[SOURCE MATERIAL]

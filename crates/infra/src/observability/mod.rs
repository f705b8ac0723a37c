//! Observability helpers exposed alongside the schedulers.

pub mod log_stream;

pub use log_stream::LogStream;
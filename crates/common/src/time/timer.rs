//! Cancellable one-shot and recurring timers
//!
//! Timers are spawned onto the tokio runtime and observed through a
//! [`TimerHandle`]. Cancelling the handle prevents any further callback
//! invocation; a callback that is already executing is allowed to finish.

use std::future::Future;
use std::sync::atomic::{AtomicBool, Ordering};
use std::sync::Arc;
use std::time::Duration;

use tokio::time::sleep;

/// Handle used to cancel a spawned timer.
///
/// Handles are cheap to clone; all clones observe the same cancellation
/// flag. Cancellation is idempotent.
#[derive(Debug, Clone, Default)]
pub struct TimerHandle {
    cancelled: Arc<AtomicBool>,
}

impl TimerHandle {
    /// Create a fresh, not-yet-cancelled handle.
    pub fn new() -> Self {
        Self { cancelled: Arc::new(AtomicBool::new(false)) }
    }

    /// Cancel the timer. Pending wake-ups for this handle become no-ops.
    pub fn cancel(&self) {
        self.cancelled.store(true, Ordering::SeqCst);
    }

    /// Check whether the timer has been cancelled.
    pub fn is_cancelled(&self) -> bool {
        self.cancelled.load(Ordering::SeqCst)
    }
}

/// Spawn a one-shot timer that runs `callback` after `delay`.
///
/// The callback is skipped when the returned handle is cancelled before the
/// delay elapses. The cancellation flag is re-checked after the sleep, so a
/// cancel that lands while the timer is pending always wins.
pub fn one_shot<F, Fut>(delay: Duration, callback: F) -> TimerHandle
where
    F: FnOnce() -> Fut + Send + 'static,
    Fut: Future<Output = ()> + Send,
{
    let handle = TimerHandle::new();
    let observed = handle.clone();

    tokio::spawn(async move {
        sleep(delay).await;
        if !observed.is_cancelled() {
            callback().await;
        }
    });

    handle
}

/// Spawn a recurring timer that runs `callback` every `period`.
///
/// The first tick fires one full period after the call, not immediately.
/// The loop exits as soon as the returned handle is cancelled.
pub fn recurring<F, Fut>(period: Duration, mut callback: F) -> TimerHandle
where
    F: FnMut() -> Fut + Send + 'static,
    Fut: Future<Output = ()> + Send,
{
    let handle = TimerHandle::new();
    let observed = handle.clone();

    tokio::spawn(async move {
        let mut interval = tokio::time::interval(period);
        interval.set_missed_tick_behavior(tokio::time::MissedTickBehavior::Skip);
        interval.tick().await; // consume the immediate first tick

        while !observed.is_cancelled() {
            interval.tick().await;
            if observed.is_cancelled() {
                break;
            }
            callback().await;
        }
    });

    handle
}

[/SOURCE MATERIAL]

*WORK REQUIRED*: Your reply must consist of a number alone: the count of lines in the listing that contain the string "period".

*ANSWER FOR THIS EXERCISE*: 4